EXERCISE DETAILS: Search the data for the word "PgPool" and copy out every line that has it.

RECORDS:
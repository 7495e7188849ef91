//! Applies candidates exactly once.

use std::sync::Arc;

use chrono::{DateTime, Utc};
use tracing::{debug, error, info, warn};

use academy_core::config::LifecycleConfig;
use academy_core::error::{AppError, ErrorKind};
use academy_core::events::{DomainEvent, SubscriptionEvent};
use academy_core::traits::{EventPublisher, publish_or_warn};
use academy_database::traits::{DispatchLog, StatusChange, SubscriptionRepository};
use academy_entity::student::StudentContact;
use academy_service::notification::{NotificationDispatcher, OutgoingNotification, ReminderPayload};

use super::RunMode;
use super::candidate::{Candidate, LifecycleAction, TriggerReason};

/// Result of applying one candidate.
#[derive(Debug, Clone)]
pub enum Outcome {
    /// The transition or reminder happened.
    Applied,
    /// Dry run; nothing was written.
    Previewed,
    /// Not applied, and not an error.
    Skipped(String),
    /// Applying failed; the batch continues.
    Failed(AppError),
}

impl Outcome {
    /// Short label for reports.
    pub fn label(&self) -> &'static str {
        match self {
            Self::Applied => "applied",
            Self::Previewed => "previewed",
            Self::Skipped(_) => "skipped",
            Self::Failed(_) => "failed",
        }
    }
}

const CONCURRENT_CHANGE: &str = "state changed concurrently";

/// Writes transitions with an expected-status guard and sends reminders.
#[derive(Clone)]
pub struct TransitionExecutor {
    subscriptions: Arc<dyn SubscriptionRepository>,
    dispatch_log: Arc<dyn DispatchLog>,
    dispatcher: Arc<dyn NotificationDispatcher>,
    events: Arc<dyn EventPublisher>,
    config: LifecycleConfig,
}

impl TransitionExecutor {
    /// Creates a new executor.
    pub fn new(
        subscriptions: Arc<dyn SubscriptionRepository>,
        dispatch_log: Arc<dyn DispatchLog>,
        dispatcher: Arc<dyn NotificationDispatcher>,
        events: Arc<dyn EventPublisher>,
        config: LifecycleConfig,
    ) -> Self {
        Self {
            subscriptions,
            dispatch_log,
            dispatcher,
            events,
            config,
        }
    }

    /// Apply `candidate`, or only preview it in dry-run mode.
    pub async fn apply(&self, candidate: &Candidate, mode: RunMode, as_of: DateTime<Utc>) -> Outcome {
        if !mode.is_apply() {
            return Outcome::Previewed;
        }

        match candidate.action {
            LifecycleAction::Notify { days_left } => self.notify(candidate, days_left, as_of).await,
            LifecycleAction::Cancel => {
                let change = StatusChange::cancel(as_of, candidate.reason.to_string());
                self.transition(candidate, change).await
            }
            LifecycleAction::Suspend => {
                self.transition(candidate, StatusChange::suspend(as_of)).await
            }
        }
    }

    async fn transition(&self, candidate: &Candidate, change: StatusChange) -> Outcome {
        let subscription = &candidate.subscription;
        let expected = candidate.action.expected_status();
        let target = change.target;
        let at = change.at;
        let reason = change.reason.clone();

        match self
            .subscriptions
            .transition(subscription.id, expected, change)
            .await
        {
            Ok(true) => {
                info!(
                    subscription_id = %subscription.id,
                    from = %expected,
                    to = %target,
                    "Subscription transitioned"
                );
                let event = match &candidate.reason {
                    TriggerReason::GraceExpired {
                        grace_period_ends_at,
                    } => SubscriptionEvent::Suspended {
                        subscription_id: subscription.id,
                        grace_period_ended_at: *grace_period_ends_at,
                    },
                    _ => SubscriptionEvent::Cancelled {
                        subscription_id: subscription.id,
                        reason: reason.unwrap_or_default(),
                    },
                };
                publish_or_warn(self.events.as_ref(), DomainEvent::at(at, event.into())).await;
                Outcome::Applied
            }
            Ok(false) => {
                warn!(
                    subscription_id = %subscription.id,
                    expected = %expected,
                    "Subscription no longer matches, transition skipped"
                );
                Outcome::Skipped(CONCURRENT_CHANGE.to_string())
            }
            Err(e) => {
                error!(subscription_id = %subscription.id, error = %e, "Transition failed");
                Outcome::Failed(e)
            }
        }
    }

    async fn notify(&self, candidate: &Candidate, days_left: u32, as_of: DateTime<Utc>) -> Outcome {
        let subscription = &candidate.subscription;
        let Some(StudentContact { student, guardian }) = candidate.contact.as_ref() else {
            return Outcome::Skipped("no recipient resolved".to_string());
        };
        let Some(key) = candidate.dispatch_key() else {
            return Outcome::Skipped("not a reminder".to_string());
        };

        match self.subscriptions.find_by_id(subscription.id).await {
            Ok(Some(current))
                if current.status == candidate.action.expected_status()
                    && current.end_date == subscription.end_date => {}
            Ok(_) => {
                warn!(
                    subscription_id = %subscription.id,
                    "Subscription changed since evaluation, reminder skipped"
                );
                return Outcome::Skipped(CONCURRENT_CHANGE.to_string());
            }
            Err(e) => {
                error!(subscription_id = %subscription.id, error = %e, "Failed to reload subscription");
                return Outcome::Failed(e);
            }
        }

        match self.dispatch_log.claim(&key, as_of).await {
            Ok(true) => {}
            Ok(false) => {
                debug!(%key, "Reminder claimed by another run");
                return Outcome::Skipped("reminder already sent".to_string());
            }
            Err(e) => {
                error!(%key, error = %e, "Failed to claim reminder");
                return Outcome::Failed(e);
            }
        }

        let payload = ReminderPayload::build(subscription, days_left, &self.config);
        let notification =
            OutgoingNotification::student_reminder(student, subscription, payload.clone());

        if let Err(e) = self.dispatcher.send(notification).await {
            warn!(
                subscription_id = %subscription.id,
                user_id = %student.user_id,
                error = %e,
                "Reminder delivery failed"
            );
            if let Err(release_err) = self.dispatch_log.release(&key).await {
                error!(%key, error = %release_err, "Failed to release reminder claim");
            }
            return Outcome::Failed(AppError::with_source(
                ErrorKind::Notification,
                format!("Reminder for subscription {} not delivered", subscription.id),
                e,
            ));
        }

        let mut guardian_notified = false;
        if let Some(guardian) = guardian {
            match self
                .dispatcher
                .send_guardian_reminder(guardian, student, subscription, &payload)
                .await
            {
                Ok(()) => guardian_notified = true,
                Err(e) => warn!(
                    subscription_id = %subscription.id,
                    guardian_id = %guardian.id,
                    error = %e,
                    "Guardian reminder failed"
                ),
            }
        }

        info!(
            subscription_id = %subscription.id,
            days_left,
            urgent = payload.urgent,
            guardian_notified,
            "Expiry reminder sent"
        );
        publish_or_warn(
            self.events.as_ref(),
            DomainEvent::at(
                as_of,
                SubscriptionEvent::ExpiryReminderSent {
                    subscription_id: subscription.id,
                    days_left,
                    guardian_notified,
                }
                .into(),
            ),
        )
        .await;

        Outcome::Applied
    }
}

impl std::fmt::Debug for TransitionExecutor {
    fn fmt(&self, f: &mut std::fmt::Formatter<'_>) -> std::fmt::Result {
        f.debug_struct("TransitionExecutor").finish_non_exhaustive()
    }
}
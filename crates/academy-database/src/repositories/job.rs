//! Job queue repository implementation.

use async_trait::async_trait;
use chrono::{DateTime, Utc};
use sqlx::PgPool;

use academy_core::error::{AppError, ErrorKind};
use academy_core::result::AppResult;
use academy_core::types::JobId;
use academy_entity::job::{CreateJob, Job, JobStatus};

use crate::traits::{JobRepository, QueueStats};

/// PostgreSQL `jobs` table used as a queue.
#[derive(Debug, Clone)]
pub struct PgJobRepository {
    pool: PgPool,
}

impl PgJobRepository {
    /// Create a new job repository.
    pub fn new(pool: PgPool) -> Self {
        Self { pool }
    }
}

#[async_trait]
impl JobRepository for PgJobRepository {
    async fn enqueue(&self, data: CreateJob) -> AppResult<Job> {
        sqlx::query_as::<_, Job>(
            "INSERT INTO jobs (job_type, queue, priority, payload, max_attempts, scheduled_at) \
             VALUES ($1, $2, $3, $4, $5, COALESCE($6, NOW())) RETURNING *",
        )
        .bind(&data.job_type)
        .bind(&data.queue)
        .bind(data.priority)
        .bind(&data.payload)
        .bind(data.max_attempts)
        .bind(data.scheduled_at)
        .fetch_one(&self.pool)
        .await
        .map_err(|e| AppError::with_source(ErrorKind::Database, "Failed to enqueue job", e))
    }

    async fn dequeue(&self, queue: &str, worker_id: &str) -> AppResult<Option<Job>> {
        sqlx::query_as::<_, Job>(
            "UPDATE jobs SET status = 'running', started_at = NOW(), worker_id = $2, \
             attempts = attempts + 1, updated_at = NOW() \
             WHERE id = ( \
                SELECT id FROM jobs \
                WHERE queue = $1 AND status = 'pending' AND scheduled_at <= NOW() \
                ORDER BY \
                    CASE priority WHEN 'high' THEN 0 WHEN 'normal' THEN 1 ELSE 2 END, \
                    scheduled_at ASC, created_at ASC \
                FOR UPDATE SKIP LOCKED \
                LIMIT 1 \
             ) RETURNING *",
        )
        .bind(queue)
        .bind(worker_id)
        .fetch_optional(&self.pool)
        .await
        .map_err(|e| AppError::with_source(ErrorKind::Database, "Failed to dequeue job", e))
    }

    async fn complete(&self, id: JobId, result: &serde_json::Value) -> AppResult<()> {
        sqlx::query(
            "UPDATE jobs SET status = 'completed', result = $2, error_message = NULL, \
             completed_at = NOW(), updated_at = NOW() WHERE id = $1",
        )
        .bind(id)
        .bind(result)
        .execute(&self.pool)
        .await
        .map_err(|e| AppError::with_source(ErrorKind::Database, "Failed to complete job", e))?;
        Ok(())
    }

    async fn fail(&self, id: JobId, error_message: &str) -> AppResult<()> {
        sqlx::query(
            "UPDATE jobs SET status = 'failed', error_message = $2, completed_at = NOW(), \
             updated_at = NOW() WHERE id = $1",
        )
        .bind(id)
        .bind(error_message)
        .execute(&self.pool)
        .await
        .map_err(|e| {
            AppError::with_source(ErrorKind::Database, "Failed to mark job as failed", e)
        })?;
        Ok(())
    }

    async fn reschedule(
        &self,
        id: JobId,
        error_message: &str,
        retry_at: DateTime<Utc>,
    ) -> AppResult<()> {
        sqlx::query(
            "UPDATE jobs SET status = 'pending', error_message = $2, scheduled_at = $3, \
             started_at = NULL, worker_id = NULL, updated_at = NOW() WHERE id = $1",
        )
        .bind(id)
        .bind(error_message)
        .bind(retry_at)
        .execute(&self.pool)
        .await
        .map_err(|e| AppError::with_source(ErrorKind::Database, "Failed to reschedule job", e))?;
        Ok(())
    }

    async fn recent(&self, status: Option<JobStatus>, limit: i64) -> AppResult<Vec<Job>> {
        sqlx::query_as::<_, Job>(
            "SELECT * FROM jobs WHERE $1::job_status IS NULL OR status = $1 \
             ORDER BY created_at DESC LIMIT $2",
        )
        .bind(status)
        .bind(limit)
        .fetch_all(&self.pool)
        .await
        .map_err(|e| AppError::with_source(ErrorKind::Database, "Failed to list jobs", e))
    }

    async fn stats(&self, queue: &str) -> AppResult<QueueStats> {
        let rows: Vec<(JobStatus, i64)> = sqlx::query_as(
            "SELECT status, COUNT(*) FROM jobs WHERE queue = $1 GROUP BY status",
        )
        .bind(queue)
        .fetch_all(&self.pool)
        .await
        .map_err(|e| AppError::with_source(ErrorKind::Database, "Failed to count jobs", e))?;

        let mut stats = QueueStats::default();
        for (status, count) in rows {
            let count = count as u64;
            match status {
                JobStatus::Pending => stats.pending = count,
                JobStatus::Running => stats.running = count,
                JobStatus::Completed => stats.completed = count,
                JobStatus::Failed => stats.failed = count,
                JobStatus::Cancelled => {}
            }
        }
        Ok(stats)
    }
}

SOLUTION FOR THIS TASK:
use sqlx::PgPool;
    pool: PgPool,
    pub fn new(pool: PgPool) -> Self {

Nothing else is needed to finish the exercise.